The European Commission has started to listen to Oracle argument for its planned acquisition of Sun Microsystems. All eyes will be on Sun’s MySQL business unit as the talk held last month ended up in an impasse as the EC is concerned that the acquisition will seriously reduce competition in the hot databases market. Oracle will be helped by customers such as Vodafone, The UK National Health Service, BBV etc. Against this merger, you can find Microsoft and SAP.
Interestingly enough, IBM seems to not care that much, according to Steve Mills, head of IBM software division who doesn’t consider MySQL as a competitor to Oracle (or IBM DB2). When you know that MySQL is the back-end behind Facebook and Youtube, you’re wondering about Mill’s comment:
It’s certainly not the most sophisticated database in the marketplace,” Mr Mills said. “It’s not used for sophisticated query and analysis things.

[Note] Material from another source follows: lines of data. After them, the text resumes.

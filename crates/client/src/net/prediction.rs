use std::collections::VecDeque;

use glam::Vec2;

use rink::{ArenaBounds, GameConfig, PaddleInput, Side, Snapshot};

use super::config::ClientConfig;

const MIN_DT_SCALE: f64 = 0.25;
const MAX_DT_SCALE: f64 = 3.0;

#[derive(Debug, Clone, Copy, PartialEq)]
pub struct PendingInput {
    pub seq: u32,
    pub input: PaddleInput,
    pub dt_ms: f64,
}

/// Local copy of this client's own paddle.
///
/// Every sent input moves the copy immediately and is kept until the room
/// acknowledges it. An acknowledgment rebases the copy on the
/// authoritative position and replays whatever is still pending.
#[derive(Debug)]
pub struct PaddlePredictor {
    side: Side,
    bounds: ArenaBounds,
    speed: f32,
    target_frame_ms: f64,
    capacity: usize,
    pending: VecDeque<PendingInput>,
    position: Option<Vec2>,
    last_ack: u32,
}

impl PaddlePredictor {
    pub fn new(game: &GameConfig, config: &ClientConfig, side: Side) -> Self {
        Self {
            side,
            bounds: ArenaBounds::from(game),
            speed: game.paddle_speed,
            target_frame_ms: config.target_frame_ms,
            capacity: config.pending_capacity.max(1),
            pending: VecDeque::with_capacity(config.pending_capacity),
            position: None,
            last_ack: 0,
        }
    }

    pub fn side(&self) -> Side {
        self.side
    }

    /// Forgets everything, e.g. after (re)joining a room.
    pub fn reset(&mut self, side: Side) {
        self.side = side;
        self.pending.clear();
        self.position = None;
        self.last_ack = 0;
    }

    /// Queues a sent input. The local copy moves only when `apply` is set
    /// and a baseline exists.
    pub fn record(&mut self, entry: PendingInput, apply: bool) {
        self.pending.push_back(entry);
        while self.pending.len() > self.capacity {
            self.pending.pop_front();
        }
        if apply {
            if let Some(position) = self.position {
                self.position = Some(self.advance(position, &entry));
            }
        }
    }

    /// Rebases on `snapshot` when it acknowledges something new. Returns
    /// whether the prediction changed.
    pub fn reconcile(&mut self, snapshot: &Snapshot) -> bool {
        let ack = snapshot.acks.get(self.side);
        if ack <= self.last_ack {
            return false;
        }
        self.last_ack = ack;

        self.pending.retain(|entry| entry.seq > ack);
        let baseline = snapshot.paddle(self.side).position();
        let predicted = self
            .pending
            .iter()
            .fold(baseline, |position, entry| self.advance(position, entry));
        self.position = Some(predicted);
        true
    }

    /// Adopts `position` without touching the pending queue.
    pub fn snap_to(&mut self, position: Vec2) {
        self.position = Some(self.bounds.clamp_paddle(self.side, position));
    }

    pub fn position(&self) -> Option<Vec2> {
        self.position
    }

    pub fn last_ack(&self) -> u32 {
        self.last_ack
    }

    pub fn pending_len(&self) -> usize {
        self.pending.len()
    }

    fn advance(&self, position: Vec2, entry: &PendingInput) -> Vec2 {
        let scale = (entry.dt_ms / self.target_frame_ms).clamp(MIN_DT_SCALE, MAX_DT_SCALE);
        let step = self.speed * scale as f32;
        entry.input.apply(position, step, &self.bounds, self.side)
    }
}

#[cfg(test)]
mod tests {
    use super::*;

    const UP: PaddleInput = PaddleInput {
        up: true,
        down: false,
        left: false,
        right: false,
    };
    const RIGHT: PaddleInput = PaddleInput {
        up: false,
        down: false,
        left: false,
        right: true,
    };

    fn predictor(side: Side) -> PaddlePredictor {
        PaddlePredictor::new(&GameConfig::default(), &ClientConfig::default(), side)
    }

    fn entry(seq: u32, input: PaddleInput) -> PendingInput {
        PendingInput {
            seq,
            input,
            dt_ms: 16.6667,
        }
    }

    fn acked(left: Vec2, ack: u32) -> Snapshot {
        let mut snapshot = Snapshot::default();
        snapshot.left.x = left.x;
        snapshot.left.y = left.y;
        snapshot.acks.left = ack;
        snapshot
    }

    fn close(a: Vec2, b: Vec2) -> bool {
        a.distance(b) < 1e-3
    }

    #[test]
    fn input_moves_local_copy_immediately() {
        let mut p = predictor(Side::Left);
        p.snap_to(Vec2::new(140.0, 260.0));
        p.record(entry(1, UP), true);

        let position = p.position().unwrap();
        assert!(close(position, Vec2::new(140.0, 260.0 - 6.8)));
        assert_eq!(p.pending_len(), 1);
    }

    #[test]
    fn elapsed_time_scales_the_step_within_limits() {
        let mut p = predictor(Side::Left);
        p.snap_to(Vec2::new(140.0, 260.0));
        p.record(
            PendingInput {
                seq: 1,
                input: UP,
                dt_ms: 1000.0,
            },
            true,
        );
        // capped at three frames
        assert!(close(p.position().unwrap(), Vec2::new(140.0, 260.0 - 6.8 * 3.0)));

        p.record(
            PendingInput {
                seq: 2,
                input: UP,
                dt_ms: 1.0,
            },
            true,
        );
        assert!(close(
            p.position().unwrap(),
            Vec2::new(140.0, 260.0 - 6.8 * 3.25)
        ));
    }

    #[test]
    fn reconcile_replays_unacknowledged_suffix() {
        let mut p = predictor(Side::Left);
        p.snap_to(Vec2::new(140.0, 260.0));
        for seq in 1..=5 {
            p.record(entry(seq, UP), true);
        }

        let baseline = Vec2::new(150.0, 240.0);
        assert!(p.reconcile(&acked(baseline, 3)));

        assert_eq!(p.pending_len(), 2);
        assert_eq!(p.last_ack(), 3);
        assert!(close(p.position().unwrap(), Vec2::new(150.0, 240.0 - 2.0 * 6.8)));
    }

    #[test]
    fn repeated_snapshot_is_a_no_op() {
        let mut p = predictor(Side::Left);
        p.snap_to(Vec2::new(140.0, 260.0));
        for seq in 1..=4 {
            p.record(entry(seq, RIGHT), true);
        }
        let snapshot = acked(Vec2::new(145.0, 260.0), 2);

        assert!(p.reconcile(&snapshot));
        let once = p.position();
        let pending = p.pending_len();

        assert!(!p.reconcile(&snapshot));
        assert_eq!(p.position(), once);
        assert_eq!(p.pending_len(), pending);
    }

    #[test]
    fn stale_ack_never_mutates_state() {
        let mut p = predictor(Side::Left);
        p.snap_to(Vec2::new(140.0, 260.0));
        p.record(entry(1, UP), true);
        p.record(entry(2, UP), true);
        assert!(p.reconcile(&acked(Vec2::new(140.0, 250.0), 2)));
        let before = p.position();

        assert!(!p.reconcile(&acked(Vec2::new(100.0, 100.0), 1)));
        assert_eq!(p.position(), before);
        assert_eq!(p.last_ack(), 2);
    }

    #[test]
    fn replay_matches_direct_application() {
        let inputs = [UP, RIGHT, UP, RIGHT, RIGHT];
        let baseline = Vec2::new(120.0, 200.0);

        let mut p = predictor(Side::Left);
        p.snap_to(Vec2::new(140.0, 260.0));
        for (i, input) in inputs.iter().enumerate() {
            p.record(entry(i as u32 + 1, *input), true);
        }
        p.reconcile(&acked(baseline, 2));

        let mut direct = predictor(Side::Left);
        direct.snap_to(baseline);
        for (i, input) in inputs.iter().enumerate().skip(2) {
            direct.record(entry(i as u32 + 1, *input), true);
        }

        assert!(close(p.position().unwrap(), direct.position().unwrap()));
    }

    #[test]
    fn prediction_never_crosses_the_midline() {
        let mut p = predictor(Side::Left);
        p.snap_to(Vec2::new(400.0, 260.0));
        for seq in 1..=50 {
            p.record(entry(seq, RIGHT), true);
            assert!(p.position().unwrap().x <= 410.0);
        }

        p.reconcile(&acked(Vec2::new(405.0, 260.0), 10));
        assert!(p.position().unwrap().x <= 410.0);

        let mut right = predictor(Side::Right);
        right.snap_to(Vec2::new(300.0, 260.0));
        assert!(right.position().unwrap().x >= 490.0);
    }

    #[test]
    fn queue_drops_oldest_when_full() {
        let config = ClientConfig {
            pending_capacity: 3,
            ..ClientConfig::default()
        };
        let mut p = PaddlePredictor::new(&GameConfig::default(), &config, Side::Right);
        for seq in 1..=5 {
            p.record(entry(seq, UP), false);
        }
        assert_eq!(p.pending_len(), 3);
        assert!(p.position().is_none());
    }

    #[test]
    fn reset_clears_ack_and_queue() {
        let mut p = predictor(Side::Left);
        p.snap_to(Vec2::new(140.0, 260.0));
        p.record(entry(1, UP), true);
        p.reconcile(&acked(Vec2::new(140.0, 260.0), 1));

        p.reset(Side::Right);
        assert_eq!(p.side(), Side::Right);
        assert_eq!(p.last_ack(), 0);
        assert_eq!(p.pending_len(), 0);
        assert!(p.position().is_none());
    }
}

All Java developers wonder also about the fate of NetBeans and it is currently very difficult to predict. Personally, I’m optimistic in a short-term perspective. But longer term, I can’t see Oracle investing heavily on NetBeans when they’ve been pushing so much their JDevloper environment in the past and their Eclipse-based plug-ins. Could JavaFX save NetBeans as it is today the only IDE for building JavaFX application? More likely, they will add support for JavaFX into Eclipse … That is assuming JavaFX become a viable alternative to Ajax. That’s a lot of if …
Interestingly enough, Sun has just shipped the latest version of their key Java platform products: Java EE 6, GlassFish V3 and NetBeans 6.8.
Java EE 6 brings a new features called profiles that allows web application deployment scenarios with developing a custom stack. I see this as a generic stack for specific application scenarios you can extend. It gives you a starting point and speed up your deployment.
GlassFish V3 supports Java EE 6 profiles of course and improve its startup time and add monitoring capacibilities.
Hopefully a clear decision will be taken during these hearings. I’m part of a Software organization relying on some of Sun’s technology and the current turmoil makes it difficult to plan our technical roadmap.